Belladonna Bess

An edible garden in Wellington, NZ

The rain held off… June 27, 2009

Filed under: Garden — belladonnabess @ 10:17 pm

Bitterly cold southerly and a horribly dull day, but it didn’t rain.

Eating: vegetable soup made from bought pumpkin, onion and leek (and bacon), plus my own celery, silverbeet and herbs.

Nibbling: self-sown salad greens – lettuce, rocket, chickweed and…

Tasting: the first miner’s lettuce for the year. This is my favourite salad green – I’ve now got it wild in my salad green bed, coming up amongst the parsley. Naturally it seems to germinate in the early winter and then disappear by mid-spring, but it is possible to get a longer season if you plant seed. I think it is mostly water so I don’t think it would be worth cooking, but it is a lovely mild, juicy leaf that I enjoy in salads, sandwiches and of course just munched straight from the garden.

Planting: blueberries. I mixed in coffee grounds, compost, peat and sheep manure pellets (plus the alumimium sulphate I added yesterday). Hopefully that should have the soil at a suitable acidity. I don’t much like using peat as I don’t think it is particularly sustainable, but it is the best for blueberries, so I use it for them. The last time I grew blueberries, I also used aluminium sulphate and peat in ordinary garden soil, and they were doing well 5-7 years after planting, without any additional help. Of course they were in beautiful alluvial soil on the Canterbury plains, not Wellington.

The blueberries are on a low terrace above my strawberries. Standing on the path below looking at the blueberry bed, I have Blue Dawn and Blue Magic (northern highbush) front left and front right, with Misty and O’Neal (southern highbush) back left and right. Theoretically, the northern highbush require more chilling as it comes from further north in the US, but the label says that it fruits well in warmer climates, so hopefully it’s ok.

Buying: one more southern highbush blueberry (Petite Blue) to pollinate Misty.

Also planting: seedlings, mainly brassicas (savoy cabbage, ordinary cabbage, cauliflower and a couple of silverbeet that came in the pack with the other seedlings). One of the local garden centres sells the seedlings that come wrapped in newspaper rather than in plastic punnets.

Experimenting: I’ve read that coffee grounds repel slugs and snails, so I planted two rows of savoy cabbage and spread coffee grounds around one row only.

Muttering: more evidence of digging in my garden, suggesting that the dog made a repeat visit in the last 24 hours.

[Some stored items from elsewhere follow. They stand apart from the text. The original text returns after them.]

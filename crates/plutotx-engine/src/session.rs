//! # Transmit Session
//!
//! Top-level orchestrator owning both channel pipelines, the shared
//! sink, the arm barrier, and the telemetry aggregator. A session walks
//! a waveform from descriptor to air:
//!
//! ```text
//! descriptor → synthesize → validate → load → arm ⇉ stream
//!                                              (barrier)
//! ```
//!
//! ## Example
//!
//! ```rust,no_run
//! use plutotx_core::{PlutoTxConfig, TxChannel, WaveformDescriptor};
//! use plutotx_engine::mock::MockSink;
//! use plutotx_engine::session::TxSession;
//!
//! let mut config = PlutoTxConfig::default();
//! config.tx1.enabled = true;
//! config.tx2.enabled = true;
//!
//! let session = TxSession::new(Box::new(MockSink::new()), config);
//! session.apply_configured_rf().unwrap();
//!
//! let tone = WaveformDescriptor::tone("t1", TxChannel::Tx1, 2.0e6, 30.72e6, 0.05, 0.8);
//! let sweep = WaveformDescriptor::tone("t2", TxChannel::Tx2, 1.0e6, 30.72e6, 0.05, 0.8);
//! session.prepare(&tone).unwrap();
//! session.prepare(&sweep).unwrap();
//!
//! // Both DACs start within one barrier release.
//! session.start_synchronized().unwrap();
//! ```

use std::sync::{Arc, Mutex};
use std::time::Duration;

use plutotx_core::config::PlutoTxConfig;
use plutotx_core::types::{TxChannel, WaveformError};
use plutotx_core::validator::Validator;
use plutotx_core::wavegen::{synthesize, WaveformDescriptor};
use tracing::info;

use crate::barrier::ArmBarrier;
use crate::pipeline::{
    ChannelPipeline, ChannelState, PipelineConfig, PipelineError, SharedSink,
};
use crate::sink::{HardwareSink, RfParams};
use crate::telemetry::{EventHub, TelemetryAggregator, TelemetrySnapshot, TelemetrySource};

/// Errors from session-level operations.
#[derive(Debug, Clone, thiserror::Error)]
pub enum SessionError {
    #[error(transparent)]
    Waveform(#[from] WaveformError),

    #[error(transparent)]
    Pipeline(#[from] PipelineError),

    #[error("RF bandwidth {bandwidth_hz} Hz does not fit in a {sample_rate_sps} sps channel")]
    BandwidthTooWide {
        bandwidth_hz: f64,
        sample_rate_sps: f64,
    },

    #[error("channel {channel} is not in the {expected} state")]
    ChannelNotReady {
        channel: TxChannel,
        expected: &'static str,
    },

    #[error("sink {0} cannot stream both channels at once")]
    DualTxUnsupported(String),
}

/// A dual-channel transmit session over one hardware sink.
pub struct TxSession {
    config: PlutoTxConfig,
    sink: SharedSink,
    pipelines: [ChannelPipeline; 2],
    barrier: ArmBarrier,
    hub: Arc<EventHub>,
    telemetry: TelemetryAggregator,
}

impl TxSession {
    /// Build a session over `sink`, spawning both channel workers and
    /// the telemetry poller.
    pub fn new(sink: Box<dyn HardwareSink>, config: PlutoTxConfig) -> Self {
        let sink_name = sink.name().to_string();
        let sink: SharedSink = Arc::new(Mutex::new(sink));
        let hub = Arc::new(EventHub::new());
        let pipeline_config = PipelineConfig::from_section(&config.engine);
        let pipelines = [
            ChannelPipeline::new(
                TxChannel::Tx1,
                Arc::clone(&sink),
                pipeline_config,
                Arc::clone(&hub),
            ),
            ChannelPipeline::new(
                TxChannel::Tx2,
                Arc::clone(&sink),
                pipeline_config,
                Arc::clone(&hub),
            ),
        ];
        let probes: Vec<Arc<dyn TelemetrySource>> = pipelines
            .iter()
            .map(|p| Arc::new(p.probe()) as Arc<dyn TelemetrySource>)
            .collect();
        let mut telemetry = TelemetryAggregator::new(
            probes,
            Arc::clone(&hub),
            Duration::from_millis(config.engine.telemetry_period_ms),
        );
        telemetry.start();
        info!(sink = %sink_name, "transmit session ready");
        Self {
            config,
            sink,
            pipelines,
            barrier: ArmBarrier::new(),
            hub,
            telemetry,
        }
    }

    /// The event hub, for subscribing to state changes and telemetry.
    pub fn events(&self) -> &Arc<EventHub> {
        &self.hub
    }

    /// Direct access to one channel's pipeline.
    pub fn pipeline(&self, channel: TxChannel) -> &ChannelPipeline {
        &self.pipelines[channel.index()]
    }

    /// Apply RF parameters to one channel.
    ///
    /// The bandwidth is checked against the sample rate before anything
    /// touches the hardware; the analog filter cannot be wider than the
    /// digital channel feeding it.
    pub fn apply_rf(&self, channel: TxChannel, params: &RfParams) -> Result<(), SessionError> {
        if params.rf_bandwidth_hz > params.sample_rate_sps {
            return Err(SessionError::BandwidthTooWide {
                bandwidth_hz: params.rf_bandwidth_hz,
                sample_rate_sps: params.sample_rate_sps,
            });
        }
        self.pipeline(channel).configure(params)?;
        Ok(())
    }

    /// Apply the config file's RF sections to each enabled channel.
    pub fn apply_configured_rf(&self) -> Result<(), SessionError> {
        for (channel, section) in [
            (TxChannel::Tx1, &self.config.tx1),
            (TxChannel::Tx2, &self.config.tx2),
        ] {
            if section.enabled {
                self.apply_rf(channel, &RfParams::from_section(section))?;
            }
        }
        Ok(())
    }

    /// Synthesize, validate, and stage a waveform on its channel.
    pub fn prepare(&self, descriptor: &WaveformDescriptor) -> Result<(), SessionError> {
        let mut buffer = synthesize(descriptor.clone())?;
        let validator = Validator {
            crest_limit_db: self.config.waveform.crest_limit_db,
            normalize: self.config.waveform.normalize,
            normalize_target: self.config.waveform.amplitude,
        };
        validator.validate(&mut buffer);
        self.pipeline(descriptor.channel).load(buffer)?;
        Ok(())
    }

    /// Start one channel independently.
    ///
    /// Uses a one-participant barrier session, so the channel releases
    /// immediately.
    pub fn start(&self, channel: TxChannel) -> Result<(), SessionError> {
        let token = self.barrier.begin(1).map_err(PipelineError::Sync)?;
        self.pipeline(channel)
            .arm(&self.barrier, token, self.arm_timeout())?;
        Ok(())
    }

    /// Start both channels simultaneously.
    ///
    /// Both pipelines must already be loaded. Each channel arms on its
    /// own thread and blocks at the barrier; the barrier releases both
    /// together. If either channel fails to arm in time, the session
    /// aborts and both fall back to loaded.
    pub fn start_synchronized(&self) -> Result<(), SessionError> {
        {
            let sink = self.sink.lock().unwrap();
            if !sink.capabilities().dual_tx {
                return Err(SessionError::DualTxUnsupported(sink.name().to_string()));
            }
        }
        for channel in TxChannel::ALL {
            if self.pipeline(channel).state() != ChannelState::Loaded {
                return Err(SessionError::ChannelNotReady {
                    channel,
                    expected: "loaded",
                });
            }
        }
        let timeout = self.arm_timeout();
        let token = self.barrier.begin(2).map_err(PipelineError::Sync)?;
        let (tx1_result, tx2_result) = std::thread::scope(|scope| {
            let tx2 = scope
                .spawn(|| self.pipeline(TxChannel::Tx2).arm(&self.barrier, token, timeout));
            let tx1 = self.pipeline(TxChannel::Tx1).arm(&self.barrier, token, timeout);
            (tx1, tx2.join().expect("tx2 arm thread panicked"))
        });
        tx1_result?;
        tx2_result?;
        info!("synchronized start released both channels");
        Ok(())
    }

    /// Stop one streaming channel.
    pub fn stop(&self, channel: TxChannel) -> Result<(), SessionError> {
        self.pipeline(channel).stop()?;
        Ok(())
    }

    /// Stop every channel currently streaming.
    pub fn stop_all(&self) -> Result<(), SessionError> {
        for channel in TxChannel::ALL {
            if self.pipeline(channel).state() == ChannelState::Streaming {
                self.pipeline(channel).stop()?;
            }
        }
        Ok(())
    }

    /// Return one channel to idle after a stop or fault.
    pub fn reset(&self, channel: TxChannel) -> Result<(), SessionError> {
        self.pipeline(channel).reset()?;
        Ok(())
    }

    /// The most recent merged telemetry snapshot.
    pub fn snapshot(&self) -> Option<TelemetrySnapshot> {
        self.telemetry.latest()
    }

    /// Poll the sink's health directly.
    pub fn sink_status(&self) -> Result<crate::sink::SinkStatus, crate::sink::SinkError> {
        self.sink.lock().unwrap().report_status()
    }

    fn arm_timeout(&self) -> Duration {
        Duration::from_millis(self.config.engine.arm_timeout_ms)
    }
}

impl Drop for TxSession {
    fn drop(&mut self) {
        self.telemetry.stop();
    }
}

#[cfg(test)]
mod tests {
    use super::*;
    use crate::mock::MockSink;
    use std::time::Instant;

    const TEST_RATE: f64 = 1.0e6;

    fn test_config() -> PlutoTxConfig {
        let mut config = PlutoTxConfig::default();
        for section in [&mut config.tx1, &mut config.tx2] {
            section.enabled = true;
            section.center_frequency_hz = 915.0e6;
            section.sample_rate_sps = TEST_RATE;
            section.rf_bandwidth_hz = 0.5e6;
        }
        config.engine.chunk_samples = 256;
        config.engine.grace_period_ms = 40;
        config.engine.arm_timeout_ms = 500;
        config.engine.telemetry_period_ms = 100;
        config
    }

    fn tone(name: &str, channel: TxChannel, duration_s: f64) -> WaveformDescriptor {
        WaveformDescriptor::tone(name, channel, 10.0e3, TEST_RATE, duration_s, 0.5)
    }

    fn ready_session() -> TxSession {
        let session = TxSession::new(Box::new(MockSink::new().with_pacing()), test_config());
        session.apply_configured_rf().unwrap();
        session
    }

    fn wait_for_state(session: &TxSession, channel: TxChannel, state: ChannelState) {
        let deadline = Instant::now() + Duration::from_secs(2);
        while session.pipeline(channel).state() != state && Instant::now() < deadline {
            std::thread::sleep(Duration::from_millis(5));
        }
        assert_eq!(session.pipeline(channel).state(), state);
    }

    #[test]
    fn test_synchronized_start_streams_both_channels() {
        let session = ready_session();
        session.prepare(&tone("a", TxChannel::Tx1, 0.2)).unwrap();
        session.prepare(&tone("b", TxChannel::Tx2, 0.2)).unwrap();

        session.start_synchronized().unwrap();
        assert_eq!(session.pipeline(TxChannel::Tx1).state(), ChannelState::Streaming);
        assert_eq!(session.pipeline(TxChannel::Tx2).state(), ChannelState::Streaming);

        std::thread::sleep(Duration::from_millis(30));
        session.stop_all().unwrap();
        assert_eq!(session.pipeline(TxChannel::Tx1).state(), ChannelState::Stopped);
        assert_eq!(session.pipeline(TxChannel::Tx2).state(), ChannelState::Stopped);
    }

    #[test]
    fn test_synchronized_start_requires_both_loaded() {
        let session = ready_session();
        session.prepare(&tone("a", TxChannel::Tx1, 0.1)).unwrap();
        let err = session.start_synchronized().unwrap_err();
        assert!(matches!(
            err,
            SessionError::ChannelNotReady {
                channel: TxChannel::Tx2,
                ..
            }
        ));
        // The loaded channel is untouched.
        assert_eq!(session.pipeline(TxChannel::Tx1).state(), ChannelState::Loaded);
    }

    #[test]
    fn test_independent_start_releases_immediately() {
        let session = ready_session();
        session.prepare(&tone("solo", TxChannel::Tx2, 0.1)).unwrap();
        session.start(TxChannel::Tx2).unwrap();
        assert_eq!(session.pipeline(TxChannel::Tx2).state(), ChannelState::Streaming);
        assert_eq!(session.pipeline(TxChannel::Tx1).state(), ChannelState::Idle);
        session.stop(TxChannel::Tx2).unwrap();
    }

    #[test]
    fn test_bandwidth_precheck_blocks_apply() {
        let session = TxSession::new(Box::new(MockSink::new()), test_config());
        let params = RfParams {
            center_frequency_hz: 915.0e6,
            sample_rate_sps: 1.0e6,
            rf_bandwidth_hz: 2.0e6,
            gain_db: -10.0,
        };
        let err = session.apply_rf(TxChannel::Tx1, &params).unwrap_err();
        assert!(matches!(err, SessionError::BandwidthTooWide { .. }));
    }

    #[test]
    fn test_prepare_rejects_nyquist_violation() {
        let session = ready_session();
        let desc = WaveformDescriptor::tone("hot", TxChannel::Tx1, 600.0e3, TEST_RATE, 0.01, 0.5);
        let err = session.prepare(&desc).unwrap_err();
        assert!(matches!(err, SessionError::Waveform(_)));
    }

    #[test]
    fn test_snapshot_covers_both_channels() {
        let session = ready_session();
        let deadline = Instant::now() + Duration::from_secs(2);
        let snapshot = loop {
            if let Some(snapshot) = session.snapshot() {
                break snapshot;
            }
            assert!(Instant::now() < deadline, "no telemetry snapshot produced");
            std::thread::sleep(Duration::from_millis(10));
        };
        assert_eq!(snapshot.channels.len(), 2);
        assert!(snapshot.channel(TxChannel::Tx1).is_some());
        assert!(snapshot.channel(TxChannel::Tx2).is_some());
    }

    #[test]
    fn test_full_lifecycle_with_reset() {
        let session = ready_session();
        session.prepare(&tone("once", TxChannel::Tx1, 0.01)).unwrap();
        session.start(TxChannel::Tx1).unwrap();
        wait_for_state(&session, TxChannel::Tx1, ChannelState::Stopped);
        session.reset(TxChannel::Tx1).unwrap();
        assert_eq!(session.pipeline(TxChannel::Tx1).state(), ChannelState::Idle);
        // The channel is immediately reusable.
        session.prepare(&tone("again", TxChannel::Tx1, 0.01)).unwrap();
        assert_eq!(session.pipeline(TxChannel::Tx1).state(), ChannelState::Loaded);
    }

    #[test]
    fn test_sink_status_passthrough() {
        let session = ready_session();
        let status = session.sink_status().unwrap();
        assert!(status.temperature_c.is_some());
    }
}
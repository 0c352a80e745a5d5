//! PRBS Generator — maximal-length sequence source
//!
//! Generates pseudo-random binary sequences using a Fibonacci linear
//! feedback shift register with known maximal-length tap sets. A PRBS of
//! order `n` repeats after exactly 2^n - 1 bits and is balanced (2^(n-1)
//! ones), which makes it a convenient broadband test pattern for TX
//! linearity and spectral-flatness measurements.
//!
//! ## Example
//!
//! ```rust
//! use plutotx_core::lfsr::PrbsGenerator;
//!
//! // PRBS7: x^7 + x^6 + 1, period 127
//! let mut prbs = PrbsGenerator::new(7, 1).unwrap();
//! let bits = prbs.generate_bits(127);
//! assert_eq!(bits.iter().filter(|&&b| b == 1).count(), 64);
//! ```

use crate::types::{WaveformError, WaveformResult};

/// Fibonacci LFSR producing maximal-length (m-)sequences.
#[derive(Debug, Clone)]
pub struct PrbsGenerator {
    /// Current register state (never zero).
    state: u32,
    /// Tap mask; feedback is the parity of `state & taps`.
    taps: u32,
    /// Register length in bits.
    order: u32,
}

impl PrbsGenerator {
    /// Create a PRBS generator of the given polynomial order.
    ///
    /// `seed` initializes the shift register; any value with at least one
    /// bit inside the register width yields the same sequence at a
    /// different phase. A zero seed (after masking) is replaced by 1, since
    /// the all-zeros state is a fixed point of the recurrence.
    pub fn new(order: u32, seed: u64) -> WaveformResult<Self> {
        let taps = tap_mask(order).ok_or_else(|| {
            WaveformError::InvalidParameter(format!(
                "unsupported PRBS order {} (supported: 2-25, 28, 31)",
                order
            ))
        })?;
        let mask = register_mask(order);
        Ok(Self {
            state: ((seed as u32) & mask).max(1),
            taps,
            order,
        })
    }

    /// Sequence period: 2^order - 1.
    pub fn period(&self) -> u64 {
        (1u64 << self.order) - 1
    }

    /// Polynomial order.
    pub fn order(&self) -> u32 {
        self.order
    }

    /// Generate the next output bit (0 or 1).
    #[inline]
    pub fn next_bit(&mut self) -> u8 {
        let out = (self.state & 1) as u8;
        let feedback = (self.state & self.taps).count_ones() & 1;
        self.state = (self.state >> 1) | (feedback << (self.order - 1));
        out
    }

    /// Generate `n` bits.
    pub fn generate_bits(&mut self, n: usize) -> Vec<u8> {
        (0..n).map(|_| self.next_bit()).collect()
    }

    /// Generate `n` bipolar symbols (+1.0 / -1.0).
    pub fn generate_bipolar(&mut self, n: usize) -> Vec<f64> {
        (0..n)
            .map(|_| if self.next_bit() != 0 { 1.0 } else { -1.0 })
            .collect()
    }
}

fn register_mask(order: u32) -> u32 {
    if order >= 32 {
        u32::MAX
    } else {
        (1u32 << order) - 1
    }
}

/// Maximal-length tap sets, expressed as a mask over register bits.
///
/// Tap positions follow the usual x^n + x^k + ... + 1 polynomial tables.
/// The register shifts right and outputs bit 0, so the x^p term maps to
/// bit `order - p`: feedback is taken at the output end (the reciprocal
/// polynomial, which is primitive whenever the tabled one is) and the
/// out-shifting bit always participates in the recurrence.
fn tap_mask(order: u32) -> Option<u32> {
    let positions: &[u32] = match order {
        2 => &[2, 1],
        3 => &[3, 2],
        4 => &[4, 3],
        5 => &[5, 3],
        6 => &[6, 5],
        7 => &[7, 6],
        8 => &[8, 6, 5, 4],
        9 => &[9, 5],
        10 => &[10, 7],
        11 => &[11, 9],
        12 => &[12, 11, 10, 4],
        13 => &[13, 12, 11, 8],
        14 => &[14, 13, 12, 2],
        15 => &[15, 14],
        16 => &[16, 15, 13, 4],
        17 => &[17, 14],
        18 => &[18, 11],
        19 => &[19, 18, 17, 14],
        20 => &[20, 17],
        21 => &[21, 19],
        22 => &[22, 21],
        23 => &[23, 18],
        24 => &[24, 23, 22, 17],
        25 => &[25, 22],
        28 => &[28, 25],
        31 => &[31, 28],
        _ => return None,
    };
    Some(positions.iter().fold(0u32, |m, &p| m | (1 << (order - p))))
}

#[cfg(test)]
mod tests {
    use super::*;

    #[test]
    fn test_prbs7_period_and_balance() {
        let mut prbs = PrbsGenerator::new(7, 1).unwrap();
        assert_eq!(prbs.period(), 127);
        let bits = prbs.generate_bits(254);
        // One full period then an exact repeat.
        assert_eq!(&bits[..127], &bits[127..254]);
        // M-sequences carry 2^(n-1) ones per period.
        assert_eq!(bits[..127].iter().filter(|&&b| b == 1).count(), 64);
    }

    #[test]
    fn test_prbs7_visits_every_nonzero_window() {
        // An m-sequence contains every nonzero 7-bit pattern exactly once
        // per period; in particular the register never locks at all-zeros.
        let mut prbs = PrbsGenerator::new(7, 1).unwrap();
        let bits = prbs.generate_bits(127 + 6);
        let mut seen = std::collections::HashSet::new();
        for window in bits.windows(7).take(127) {
            let word = window.iter().fold(0u32, |acc, &b| (acc << 1) | b as u32);
            assert_ne!(word, 0);
            seen.insert(word);
        }
        assert_eq!(seen.len(), 127);
    }

    #[test]
    fn test_prbs9_period() {
        let mut prbs = PrbsGenerator::new(9, 0x1FF).unwrap();
        let bits = prbs.generate_bits(1022);
        assert_eq!(&bits[..511], &bits[511..1022]);
        assert_eq!(bits[..511].iter().filter(|&&b| b == 1).count(), 256);
    }

    #[test]
    fn test_deterministic_for_seed() {
        let a: Vec<u8> = PrbsGenerator::new(11, 42).unwrap().generate_bits(100);
        let b: Vec<u8> = PrbsGenerator::new(11, 42).unwrap().generate_bits(100);
        assert_eq!(a, b);
    }

    #[test]
    fn test_zero_seed_recovers() {
        // All-zero state would lock the register; the constructor bumps it.
        let mut prbs = PrbsGenerator::new(7, 0).unwrap();
        let bits = prbs.generate_bits(254);
        assert_eq!(&bits[..127], &bits[127..254]);
    }

    #[test]
    fn test_unsupported_order() {
        assert!(PrbsGenerator::new(1, 1).is_err());
        assert!(PrbsGenerator::new(27, 1).is_err());
    }

    #[test]
    fn test_bipolar_mapping() {
        let mut prbs = PrbsGenerator::new(5, 1).unwrap();
        let symbols = prbs.generate_bipolar(31);
        assert!(symbols.iter().all(|&s| s == 1.0 || s == -1.0));
    }
}
//! Local filesystem blob store.
//!
//! One directory per bucket, one file per object. Writes land in a
//! uniquely-named temp file and are renamed into place on `finish`, so a
//! reader never sees a half-written object.

use std::path::{Path, PathBuf};

use async_trait::async_trait;
use bytes::Bytes;
use futures::stream;
use tokio::fs;
use tokio::io::{AsyncReadExt, AsyncWriteExt};
use tracing::instrument;
use uuid::Uuid;

use crate::ports::{BlobStore, ByteStream, ObjectSink, StoreError};

/// Read buffer size for streaming reads (64 KiB).
const STREAM_CHUNK_SIZE: usize = 64 * 1024;

/// Filesystem-backed store rooted at a bucket directory.
pub struct FsBlobStore {
    root: PathBuf,
}

impl FsBlobStore {
    /// Create the bucket directory if needed.
    pub async fn new(root: impl AsRef<Path>) -> Result<Self, StoreError> {
        let root = root.as_ref().to_path_buf();
        fs::create_dir_all(&root).await?;
        Ok(Self { root })
    }

    pub fn root(&self) -> &Path {
        &self.root
    }

    /// Object names are flat: no separators, no traversal, no hidden temp names.
    fn object_path(&self, name: &str) -> Result<PathBuf, StoreError> {
        if name.is_empty()
            || name == "."
            || name == ".."
            || name.starts_with(".tmp.")
            || name.contains(['/', '\\', '\0'])
        {
            return Err(StoreError::InvalidName(name.to_string()));
        }
        Ok(self.root.join(name))
    }
}

async fn read_piece(mut file: fs::File) -> Result<Option<(Bytes, fs::File)>, StoreError> {
    let mut buf = vec![0u8; STREAM_CHUNK_SIZE];
    let n = file.read(&mut buf).await?;
    if n == 0 {
        return Ok(None);
    }
    buf.truncate(n);
    Ok(Some((Bytes::from(buf), file)))
}

#[async_trait]
impl BlobStore for FsBlobStore {
    #[instrument(skip(self), fields(backend = "filesystem"))]
    async fn open_read(&self, name: &str) -> Result<ByteStream, StoreError> {
        let path = self.object_path(name)?;
        let file = fs::File::open(&path).await.map_err(|e| {
            if e.kind() == std::io::ErrorKind::NotFound {
                StoreError::NotFound(name.to_string())
            } else {
                StoreError::Io(e)
            }
        })?;

        Ok(Box::pin(stream::try_unfold(file, read_piece)))
    }

    #[instrument(skip(self), fields(backend = "filesystem"))]
    async fn open_write(&self, name: &str) -> Result<Box<dyn ObjectSink>, StoreError> {
        let final_path = self.object_path(name)?;
        // Unique temp name so concurrent writers of the same object never collide.
        let temp_path = self.root.join(format!(".tmp.{}.{}", name, Uuid::new_v4()));
        let file = fs::File::create(&temp_path).await?;

        Ok(Box::new(FsSink {
            file: Some(file),
            temp_path,
            final_path,
            bytes_written: 0,
            settled: false,
        }))
    }

    fn backend_name(&self) -> &'static str {
        "filesystem"
    }
}

/// Removes its temp file on drop unless `finish` or `abort` already settled it.
struct FsSink {
    file: Option<fs::File>,
    temp_path: PathBuf,
    final_path: PathBuf,
    bytes_written: u64,
    settled: bool,
}

#[async_trait]
impl ObjectSink for FsSink {
    async fn write(&mut self, data: Bytes) -> Result<(), StoreError> {
        let file = self
            .file
            .as_mut()
            .ok_or_else(|| StoreError::Backend("sink already closed".to_string()))?;
        file.write_all(&data).await?;
        self.bytes_written += data.len() as u64;
        Ok(())
    }

    async fn finish(mut self: Box<Self>) -> Result<u64, StoreError> {
        let file = self
            .file
            .take()
            .ok_or_else(|| StoreError::Backend("sink already closed".to_string()))?;
        // flush to disk before the rename makes the object visible
        file.sync_all().await?;
        drop(file);
        let renamed = fs::rename(&self.temp_path, &self.final_path).await;
        if renamed.is_err() {
            let _ = fs::remove_file(&self.temp_path).await;
        }
        self.settled = true;
        renamed?;
        Ok(self.bytes_written)
    }

    async fn abort(mut self: Box<Self>) -> Result<(), StoreError> {
        drop(self.file.take());
        let _ = fs::remove_file(&self.temp_path).await;
        self.settled = true;
        Ok(())
    }
}

impl Drop for FsSink {
    fn drop(&mut self) {
        if !self.settled {
            drop(self.file.take());
            if let Err(e) = std::fs::remove_file(&self.temp_path) {
                tracing::debug!(path = %self.temp_path.display(), error = %e, "temp file cleanup failed");
            }
        }
    }
}
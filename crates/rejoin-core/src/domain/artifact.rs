//! Joined artifact and its metadata sidecar.
//!
//! The artifact only lives between hashing and publishing; the sidecar is the
//! JSON record stored next to it as `"<identifier>.meta"`.

use bytes::Bytes;
use serde::{Deserialize, Serialize};

/// Joined bytes together with their content identity.
#[derive(Debug, Clone, PartialEq, Eq)]
pub struct JoinedArtifact {
    pub bytes: Bytes,
    pub size: u64,
    pub hash: String,
}

/// Metadata record written after the joined object is accepted by the store.
///
/// Field order is part of the stored format: `hash`, `size`, `mime`.
#[derive(Debug, Clone, PartialEq, Eq, Serialize, Deserialize)]
pub struct MetaRecord {
    pub hash: String,
    pub size: u64,
    pub mime: String,
}

impl MetaRecord {
    pub fn for_artifact(artifact: &JoinedArtifact, mime: impl Into<String>) -> Self {
        Self {
            hash: artifact.hash.clone(),
            size: artifact.size,
            mime: mime.into(),
        }
    }

    pub fn to_json(&self) -> Result<Vec<u8>, serde_json::Error> {
        serde_json::to_vec(self)
    }
}
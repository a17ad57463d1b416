//! Reassembly request and the chunk names derived from it.

use std::fmt;

use super::errors::RejoinError;

/// A validated request to join `chunk_count` chunks stored under `identifier`.
///
/// `identifier` is both the prefix of the chunk objects and the name of the
/// joined object.
#[derive(Debug, Clone, PartialEq, Eq)]
pub struct ReassemblyRequest {
    identifier: String,
    chunk_count: u32,
}

impl ReassemblyRequest {
    /// Validate raw request values. Nothing touches the store before this succeeds.
    pub fn new(
        identifier: impl Into<String>,
        chunk_count: i64,
        max_chunks: u32,
    ) -> Result<Self, RejoinError> {
        let identifier = identifier.into();
        if identifier.trim().is_empty() {
            return Err(RejoinError::MalformedRequest(
                "identifier must not be empty".to_string(),
            ));
        }
        if chunk_count <= 0 {
            return Err(RejoinError::MalformedRequest(format!(
                "chunk count must be positive, got {chunk_count}"
            )));
        }
        if chunk_count > i64::from(max_chunks) {
            return Err(RejoinError::MalformedRequest(format!(
                "chunk count {chunk_count} exceeds limit {max_chunks}"
            )));
        }
        Ok(Self {
            identifier,
            chunk_count: chunk_count as u32,
        })
    }

    pub fn identifier(&self) -> &str {
        &self.identifier
    }

    pub fn chunk_count(&self) -> u32 {
        self.chunk_count
    }

    /// Name of the joined object.
    pub fn object_name(&self) -> &str {
        &self.identifier
    }

    /// Name of the metadata sidecar.
    pub fn meta_name(&self) -> String {
        format!("{}.meta", self.identifier)
    }

    /// Chunk references in ascending index order.
    pub fn chunk_refs(&self) -> impl Iterator<Item = ChunkRef> + '_ {
        (0..self.chunk_count).map(|index| ChunkRef::new(&self.identifier, index))
    }
}

/// One chunk object, `"<identifier>.<index>"`. Computed, never stored.
#[derive(Debug, Clone, PartialEq, Eq)]
pub struct ChunkRef {
    pub index: u32,
    pub object_name: String,
}

impl ChunkRef {
    pub fn new(identifier: &str, index: u32) -> Self {
        Self {
            index,
            object_name: format!("{identifier}.{index}"),
        }
    }
}

impl fmt::Display for ChunkRef {
    fn fmt(&self, f: &mut fmt::Formatter<'_>) -> fmt::Result {
        f.write_str(&self.object_name)
    }
}

#[cfg(test)]
mod tests {
    use super::*;
    use rstest::rstest;

    #[test]
    fn derives_chunk_and_output_names() {
        let req = ReassemblyRequest::new("abc123", 3, 10).unwrap();

        let names: Vec<String> = req.chunk_refs().map(|c| c.object_name).collect();
        assert_eq!(names, vec!["abc123.0", "abc123.1", "abc123.2"]);
        assert_eq!(req.object_name(), "abc123");
        assert_eq!(req.meta_name(), "abc123.meta");
    }

    #[rstest]
    #[case::zero_chunks("abc", 0)]
    #[case::negative_chunks("abc", -4)]
    #[case::empty_identifier("", 2)]
    #[case::blank_identifier("   ", 2)]
    #[case::over_limit("abc", 11)]
    fn rejects_malformed_values(#[case] identifier: &str, #[case] chunks: i64) {
        let err = ReassemblyRequest::new(identifier, chunks, 10).unwrap_err();
        assert!(matches!(err, RejoinError::MalformedRequest(_)));
    }

    #[test]
    fn accepts_count_at_limit() {
        let req = ReassemblyRequest::new("abc", 10, 10).unwrap();
        assert_eq!(req.chunk_count(), 10);
        assert_eq!(req.chunk_refs().count(), 10);
    }
}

Investigating: what apple trees are available in the shops. So far, most of the ones available are the same ones that are grown and sold commercially. That’s a bit of a shame, as most of those varieties are bred for characteristics that make them useful commercially. What they aren’t bred for is disease resistance, so they need a lot more spraying. They are hard work for a home gardener and really not suitable for an organic gardener (or a mostly organic gardener). I’m still hunting for more of the old-fashioned or modern disease resistant selections.